*EXERCISE DESCRIPTION*:
Each line below containing the word "VerificationOutcome" needs to be shown.

*SUPPLIED DATA*:
**********

//! Timeout enforcement for individual probes.
//!
//! A probe that does not resolve in time is reported as `TimedOut`, distinct
//! from the probe's own error, so the poll loop can log and count the two
//! separately.

use std::fmt;
use std::future::Future;
use std::time::Duration;

use tokio::time::timeout;

/// Why a single attempt produced no answer.
#[derive(Debug)]
pub enum AttemptFailure<E> {
    /// The probe returned an error.
    Error(E),
    /// The probe exceeded its time limit.
    TimedOut(Duration),
}

impl<E: fmt::Display> fmt::Display for AttemptFailure<E> {
    fn fmt(&self, f: &mut fmt::Formatter<'_>) -> fmt::Result {
        match self {
            AttemptFailure::Error(e) => write!(f, "{}", e),
            AttemptFailure::TimedOut(limit) => write!(f, "attempt timed out after {:?}", limit),
        }
    }
}

/// Run `fut`, bounded by `limit` when one is given.
pub async fn run_with_timeout<F, T, E>(limit: Option<Duration>, fut: F) -> Result<T, AttemptFailure<E>>
where
    F: Future<Output = Result<T, E>>,
{
    match limit {
        Some(limit) => match timeout(limit, fut).await {
            Ok(result) => result.map_err(AttemptFailure::Error),
            Err(_) => Err(AttemptFailure::TimedOut(limit)),
        },
        None => fut.await.map_err(AttemptFailure::Error),
    }
}
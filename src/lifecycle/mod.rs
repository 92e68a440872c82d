//! Lifecycle management subsystem.
//!
//! # Data Flow
//! ```text
//! Startup (main.rs):
//!     Load config → Validate → Logging/metrics → Store → Verifier → Listener
//!
//! Shutdown (shutdown.rs):
//!     Signal received → cancel in-flight verifications → stop accepting → exit
//!
//! Signals (signals.rs):
//!     SIGTERM/SIGINT → Trigger graceful shutdown
//! ```

pub mod shutdown;
pub mod signals;

pub use shutdown::Shutdown;
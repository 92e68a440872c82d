//! HTTP API subsystem.
//!
//! # Data Flow
//! ```text
//! TCP/TLS connection
//!     → server.rs (Axum setup, middleware)
//!     → request.rs (request ID)
//!     → handlers.rs (decode body, call the verifier)
//!     → error.rs (malformed input → 400, store failure → 502)
//!     → JSON response
//! ```

pub mod error;
pub mod handlers;
pub mod request;
pub mod server;
pub mod tls;

pub use handlers::{VerificationResponse, VerificationStatus};
pub use request::X_REQUEST_ID;
pub use server::{AppState, HttpServer};
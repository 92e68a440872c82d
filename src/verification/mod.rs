//! Purchase verification.
//!
//! # Data Flow
//! ```text
//! checkout UI observes payment authorization
//!     → verifier.rs (validate input, pick predicate)
//!     → resilience::poll_until (bounded attempts, fixed interval)
//!     → store::DocumentStore (read-only probe)
//!     → VerificationOutcome: Confirmed | NotYetConfirmed | Cancelled
//! ```
//!
//! # Design Decisions
//! - Never writes; the payment webhook is the only writer
//! - NotYetConfirmed is an outcome, not an error: callers show a neutral
//!   "we're confirming your purchase" state and offer a status check
//! - Only malformed input is raised as an error

pub mod types;
pub mod verifier;

pub use types::{PurchaseKey, VerificationError, VerificationOutcome, VerificationResult};
pub use verifier::PurchaseVerifier;
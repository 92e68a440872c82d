use clap::{Parser, Subcommand};
use serde_json::{json, Value};

#[derive(Parser)]
#[command(name = "verify-cli")]
#[command(about = "Command line client for the Purchase Verifier API", long_about = None)]
struct Cli {
    #[arg(short, long, default_value = "http://localhost:8080")]
    url: String,

    #[command(subcommand)]
    command: Commands,
}

#[derive(Subcommand)]
enum Commands {
    /// Wait until an item is marked sold to a payment intent
    Item {
        item_id: String,
        payment_intent_id: String,
        #[arg(long)]
        max_attempts: Option<u32>,
    },
    /// Wait until a purchase record exists
    Purchase {
        product_id: String,
        payment_intent_id: String,
        buyer_id: String,
        #[arg(long)]
        max_attempts: Option<u32>,
    },
    /// Check an item once, without polling
    ItemStatus {
        item_id: String,
        payment_intent_id: String,
    },
    /// Check for a purchase record once, without polling
    PurchaseStatus {
        product_id: String,
        payment_intent_id: String,
        buyer_id: String,
    },
    /// Check service health
    Health,
}

#[tokio::main]
async fn main() -> Result<(), Box<dyn std::error::Error>> {
    let cli = Cli::parse();
    let client = reqwest::Client::new();
    let base = cli.url.trim_end_matches('/');

    let res = match cli.command {
        Commands::Item {
            item_id,
            payment_intent_id,
            max_attempts,
        } => {
            client
                .post(format!("{}/api/v1/verify/item", base))
                .json(&json!({
                    "item_id": item_id,
                    "payment_intent_id": payment_intent_id,
                    "max_attempts": max_attempts,
                }))
                .send()
                .await?
        }
        Commands::Purchase {
            product_id,
            payment_intent_id,
            buyer_id,
            max_attempts,
        } => {
            client
                .post(format!("{}/api/v1/verify/purchase", base))
                .json(&json!({
                    "product_id": product_id,
                    "payment_intent_id": payment_intent_id,
                    "buyer_id": buyer_id,
                    "max_attempts": max_attempts,
                }))
                .send()
                .await?
        }
        Commands::ItemStatus {
            item_id,
            payment_intent_id,
        } => {
            client
                .get(format!("{}/api/v1/status/item/{}", base, item_id))
                .query(&[("payment_intent_id", payment_intent_id)])
                .send()
                .await?
        }
        Commands::PurchaseStatus {
            product_id,
            payment_intent_id,
            buyer_id,
        } => {
            client
                .get(format!("{}/api/v1/status/purchase", base))
                .query(&[
                    ("product_id", product_id),
                    ("payment_intent_id", payment_intent_id),
                    ("buyer_id", buyer_id),
                ])
                .send()
                .await?
        }
        Commands::Health => client.get(format!("{}/health", base)).send().await?,
    };

    print_response(res).await
}

async fn print_response(res: reqwest::Response) -> Result<(), Box<dyn std::error::Error>> {
    let status = res.status();
    if !status.is_success() {
        eprintln!("Error: verifier returned status {}", status);
        if let Ok(text) = res.text().await {
            eprintln!("Response: {}", text);
        }
        return Ok(());
    }

    let json: Value = res.json().await?;
    println!("{}", serde_json::to_string_pretty(&json)?);
    Ok(())
}
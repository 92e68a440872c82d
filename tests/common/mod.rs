//! Shared utilities for integration tests.

#![allow(dead_code)]

use std::net::SocketAddr;
use std::sync::Arc;
use std::time::Duration;

use serde_json::json;
use tokio::net::TcpListener;
use tokio::sync::mpsc;

use purchase_verifier::config::VerifierConfig;
use purchase_verifier::store::InMemoryStore;
use purchase_verifier::{HttpServer, Shutdown};

pub const ITEMS: &str = "artworks";
pub const PURCHASES: &str = "purchases";

/// A verifier running on an ephemeral port, backed by an in-memory store.
pub struct TestVerifier {
    pub addr: SocketAddr,
    pub store: InMemoryStore,
    pub shutdown: Arc<Shutdown>,
    /// Configuration the server started with.
    pub config: VerifierConfig,
    /// Feeds the server's reload task, as the file watcher does.
    pub config_updates: mpsc::UnboundedSender<VerifierConfig>,
}

impl TestVerifier {
    pub fn url(&self, path: &str) -> String {
        format!("http://{}{}", self.addr, path)
    }

    pub fn base_url(&self) -> String {
        format!("http://{}", self.addr)
    }

    /// Write an item document the way the payment webhook does.
    pub fn mark_sold(&self, item_id: &str, payment_intent_id: &str) {
        self.store.put_json(
            ITEMS,
            item_id,
            json!({ "sold": true, "paymentIntentId": payment_intent_id }),
        );
    }

    pub fn record_purchase(&self, id: &str, product_id: &str, payment_intent_id: &str, buyer_id: &str) {
        self.store.put_json(
            PURCHASES,
            id,
            json!({
                "productId": product_id,
                "paymentIntentId": payment_intent_id,
                "buyerId": buyer_id,
            }),
        );
    }
}

/// Start a verifier polling every `interval_ms` for at most `max_attempts`.
pub async fn start_verifier(interval_ms: u64, max_attempts: u32) -> TestVerifier {
    let mut config = VerifierConfig::default();
    config.listener.bind_address = "127.0.0.1:0".to_string();
    config.polling.interval_ms = interval_ms;
    config.polling.max_interval_ms = interval_ms;
    config.polling.max_attempts = max_attempts;
    config.polling.attempt_timeout_ms = 1000;
    config.timeouts.request_secs = 30;

    let store = InMemoryStore::new();
    let shutdown = Arc::new(Shutdown::new());
    let (update_tx, config_updates) = mpsc::unbounded_channel();

    let listener = TcpListener::bind("127.0.0.1:0").await.unwrap();
    let addr = listener.local_addr().unwrap();
    let server = HttpServer::new(config.clone(), Arc::new(store.clone()), shutdown.cancel_handle());
    let server_shutdown = shutdown.subscribe();

    tokio::spawn(async move {
        let _ = server.run(listener, config_updates, server_shutdown).await;
    });

    tokio::time::sleep(Duration::from_millis(50)).await;

    TestVerifier {
        addr,
        store,
        shutdown,
        config,
        config_updates: update_tx,
    }
}

pub fn client() -> reqwest::Client {
    reqwest::Client::builder()
        .pool_max_idle_per_host(0)
        .no_proxy()
        .build()
        .unwrap()
}
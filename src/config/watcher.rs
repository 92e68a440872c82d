//! Configuration file watcher for hot reload.
//!
//! Editors usually emit several modify events per save. Each event reloads
//! and validates the file, but only a configuration that differs from the last
//! forwarded one reaches the server.

use std::path::{Path, PathBuf};
use std::time::Duration;

use notify::{Config, Event, RecommendedWatcher, RecursiveMode, Watcher};
use tokio::sync::mpsc;

use crate::config::loader::load_config;
use crate::config::schema::VerifierConfig;

/// Drops reloads identical to the previously forwarded configuration.
#[derive(Debug, Default)]
pub struct ReloadFilter {
    last: Option<VerifierConfig>,
}

impl ReloadFilter {
    /// Seed the filter with the configuration the server started with.
    pub fn new(initial: Option<VerifierConfig>) -> Self {
        Self { last: initial }
    }

    /// Return the configuration if it should be forwarded.
    pub fn accept(&mut self, config: VerifierConfig) -> Option<VerifierConfig> {
        if self.last.as_ref() == Some(&config) {
            return None;
        }
        self.last = Some(config.clone());
        Some(config)
    }
}

/// Watches the configuration file and forwards validated changes.
pub struct ConfigWatcher {
    path: PathBuf,
    update_tx: mpsc::UnboundedSender<VerifierConfig>,
    filter: ReloadFilter,
}

impl ConfigWatcher {
    /// Create a watcher for `path`, seeded with the configuration already in use.
    ///
    /// Returns the watcher and a receiver for validated configuration updates.
    pub fn new(path: &Path, current: &VerifierConfig) -> (Self, mpsc::UnboundedReceiver<VerifierConfig>) {
        let (update_tx, update_rx) = mpsc::unbounded_channel();

        (
            Self {
                path: path.to_path_buf(),
                update_tx,
                filter: ReloadFilter::new(Some(current.clone())),
            },
            update_rx,
        )
    }

    /// Start watching the file. The returned watcher must be kept alive.
    pub fn run(self) -> Result<RecommendedWatcher, notify::Error> {
        let tx = self.update_tx;
        let path = self.path.clone();
        let mut filter = self.filter;

        let mut watcher = RecommendedWatcher::new(
            move |res: notify::Result<Event>| match res {
                Ok(event) if event.kind.is_modify() || event.kind.is_create() => {
                    let config = match load_config(&path) {
                        Ok(config) => config,
                        Err(e) => {
                            tracing::error!(path = ?path, error = %e, "Invalid config change, keeping current configuration");
                            return;
                        }
                    };

                    match filter.accept(config) {
                        Some(config) => {
                            tracing::info!(path = ?path, "Config file changed, reloading");
                            if tx.send(config).is_err() {
                                tracing::debug!("Config receiver dropped, ignoring reload");
                            }
                        }
                        None => tracing::debug!(path = ?path, "Config file event without changes"),
                    }
                }
                Ok(_) => {}
                Err(e) => tracing::error!(error = ?e, "Config watch error"),
            },
            Config::default().with_poll_interval(Duration::from_secs(2)),
        )?;

        watcher.watch(&self.path, RecursiveMode::NonRecursive)?;

        tracing::info!(path = ?self.path, "Config watcher started");
        Ok(watcher)
    }
}

#[cfg(test)]
mod tests {
    use super::*;

    #[test]
    fn test_identical_reloads_are_dropped() {
        let initial = VerifierConfig::default();
        let mut filter = ReloadFilter::new(Some(initial.clone()));

        assert!(filter.accept(initial.clone()).is_none());

        let mut changed = initial;
        changed.polling.max_attempts = 5;
        assert_eq!(filter.accept(changed.clone()), Some(changed.clone()));
        assert!(filter.accept(changed).is_none());
    }

    #[test]
    fn test_unseeded_filter_forwards_first_config() {
        let mut filter = ReloadFilter::default();
        assert!(filter.accept(VerifierConfig::default()).is_some());
    }
}
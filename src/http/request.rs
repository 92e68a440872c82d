//! Request identification.
//!
//! Every request gets an `x-request-id` (kept if the client sent one), which
//! is echoed on the response and recorded on the request's tracing span.

use axum::http::{HeaderMap, HeaderValue, Request};
use tower_http::request_id::{MakeRequestId, RequestId};
use uuid::Uuid;

/// Header carrying the request ID.
pub const X_REQUEST_ID: &str = "x-request-id";

/// Generates UUID v4 request IDs.
#[derive(Debug, Clone, Copy, Default)]
pub struct MakeRequestUuid;

impl MakeRequestId for MakeRequestUuid {
    fn make_request_id<B>(&mut self, _request: &Request<B>) -> Option<RequestId> {
        HeaderValue::from_str(&Uuid::new_v4().to_string())
            .ok()
            .map(RequestId::new)
    }
}

/// Request ID from headers, `"unknown"` when absent or not ASCII.
pub fn request_id(headers: &HeaderMap) -> &str {
    headers
        .get(X_REQUEST_ID)
        .and_then(|v| v.to_str().ok())
        .unwrap_or("unknown")
}
//! Bounded poll-until-match.
//!
//! # Contract
//! ```text
//! for attempt in 1..=max_attempts:
//!     probe(attempt) → Ok(true)          → Matched (no further waits)
//!                    → Ok(false) | Err   → miss; wait backoff.delay(attempt)
//!                                          unless this was the last attempt
//! all attempts missed                    → Exhausted
//! cancellation during probe or wait      → Cancelled
//! ```
//!
//! Attempts never overlap. Probe errors and timeouts are absorbed here and
//! only show up in logs and metrics.

use std::fmt;
use std::future::Future;
use std::time::Duration;

use crate::observability::metrics;
use crate::resilience::backoff::BackoffStrategy;
use crate::resilience::cancel::Cancellation;
use crate::resilience::timeouts::{run_with_timeout, AttemptFailure};

/// Attempt ceiling, delay strategy and per-attempt time limit.
#[derive(Debug, Clone, PartialEq, Eq)]
pub struct PollPolicy {
    /// Maximum number of probes.
    pub max_attempts: u32,
    /// Wait between a missed attempt and the next one.
    pub backoff: BackoffStrategy,
    /// Optional limit for a single probe.
    pub attempt_timeout: Option<Duration>,
}

impl Default for PollPolicy {
    fn default() -> Self {
        Self {
            max_attempts: 10,
            backoff: BackoffStrategy::default(),
            attempt_timeout: None,
        }
    }
}

impl PollPolicy {
    /// Fixed-interval policy without a per-attempt limit.
    pub fn fixed(max_attempts: u32, interval: Duration) -> Self {
        Self {
            max_attempts,
            backoff: BackoffStrategy::Fixed(interval),
            attempt_timeout: None,
        }
    }

    /// Same policy with a different attempt ceiling.
    pub fn with_max_attempts(mut self, max_attempts: u32) -> Self {
        self.max_attempts = max_attempts;
        self
    }

    /// Upper bound of the time spent waiting between attempts.
    ///
    /// The last attempt has no trailing wait, so only `max_attempts - 1`
    /// delays count. Probe latency is not included.
    pub fn worst_case_wait(&self) -> Duration {
        let waits = self.max_attempts.saturating_sub(1);
        let ceiling = self.backoff.max_delay(u32::MAX);

        // Delays grow until they hit the ceiling, then stay there.
        let mut total = Duration::ZERO;
        for attempt in 1..=waits {
            let delay = self.backoff.max_delay(attempt);
            if delay >= ceiling {
                let remaining = waits - attempt + 1;
                return total.saturating_add(ceiling.saturating_mul(remaining));
            }
            total = total.saturating_add(delay);
        }
        total
    }

    /// Upper bound of a whole poll: every wait plus every probe running into
    /// its time limit.
    pub fn worst_case_duration(&self) -> Duration {
        let probes = self
            .attempt_timeout
            .unwrap_or(Duration::ZERO)
            .saturating_mul(self.max_attempts);
        self.worst_case_wait().saturating_add(probes)
    }
}

/// Terminal state of a poll.
#[derive(Debug, Clone, Copy, PartialEq, Eq)]
pub enum PollOutcome {
    /// A probe reported a match.
    Matched { attempts: u32 },
    /// Every attempt missed.
    Exhausted { attempts: u32 },
    /// The caller gave up before a match or exhaustion.
    Cancelled { attempts: u32 },
}

impl PollOutcome {
    /// Number of probes started.
    pub fn attempts(&self) -> u32 {
        match *self {
            PollOutcome::Matched { attempts }
            | PollOutcome::Exhausted { attempts }
            | PollOutcome::Cancelled { attempts } => attempts,
        }
    }

    pub fn is_matched(&self) -> bool {
        matches!(self, PollOutcome::Matched { .. })
    }
}

/// Poll `probe` until it reports a match, attempts run out, or `cancel` fires.
///
/// `label` names the poll in logs and metrics. A policy with
/// `max_attempts == 0` probes nothing and reports `Exhausted { attempts: 0 }`.
pub async fn poll_until<F, Fut, E>(
    label: &'static str,
    policy: &PollPolicy,
    mut cancel: Cancellation,
    mut probe: F,
) -> PollOutcome
where
    F: FnMut(u32) -> Fut,
    Fut: Future<Output = Result<bool, E>>,
    E: fmt::Display,
{
    if cancel.is_cancelled() {
        tracing::debug!(kind = label, "Poll cancelled before first attempt");
        return PollOutcome::Cancelled { attempts: 0 };
    }

    let max_attempts = policy.max_attempts;

    for attempt in 1..=max_attempts {
        let result = tokio::select! {
            biased;
            _ = cancel.cancelled() => {
                tracing::debug!(kind = label, attempt, "Poll cancelled during attempt");
                return PollOutcome::Cancelled { attempts: attempt };
            }
            result = run_with_timeout(policy.attempt_timeout, probe(attempt)) => result,
        };

        match result {
            Ok(true) => {
                tracing::debug!(kind = label, attempt, max_attempts, "Poll attempt matched");
                metrics::record_attempt(label, "match");
                return PollOutcome::Matched { attempts: attempt };
            }
            Ok(false) => {
                tracing::debug!(kind = label, attempt, max_attempts, "Poll attempt missed");
                metrics::record_attempt(label, "miss");
            }
            Err(failure @ AttemptFailure::Error(_)) => {
                tracing::warn!(kind = label, attempt, max_attempts, error = %failure, "Poll attempt failed, will retry");
                metrics::record_attempt(label, "error");
            }
            Err(failure @ AttemptFailure::TimedOut(_)) => {
                tracing::warn!(kind = label, attempt, max_attempts, error = %failure, "Poll attempt timed out, will retry");
                metrics::record_attempt(label, "timeout");
            }
        }

        if attempt < max_attempts {
            let delay = policy.backoff.delay(attempt);
            tokio::select! {
                biased;
                _ = cancel.cancelled() => {
                    tracing::debug!(kind = label, attempt, "Poll cancelled while waiting");
                    return PollOutcome::Cancelled { attempts: attempt };
                }
                _ = tokio::time::sleep(delay) => {}
            }
        }
    }

    PollOutcome::Exhausted { attempts: max_attempts }
}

**********

*TASK SOLUTION*:
//!     → VerificationOutcome: Confirmed | NotYetConfirmed | Cancelled
pub use types::{PurchaseKey, VerificationError, VerificationOutcome, VerificationResult};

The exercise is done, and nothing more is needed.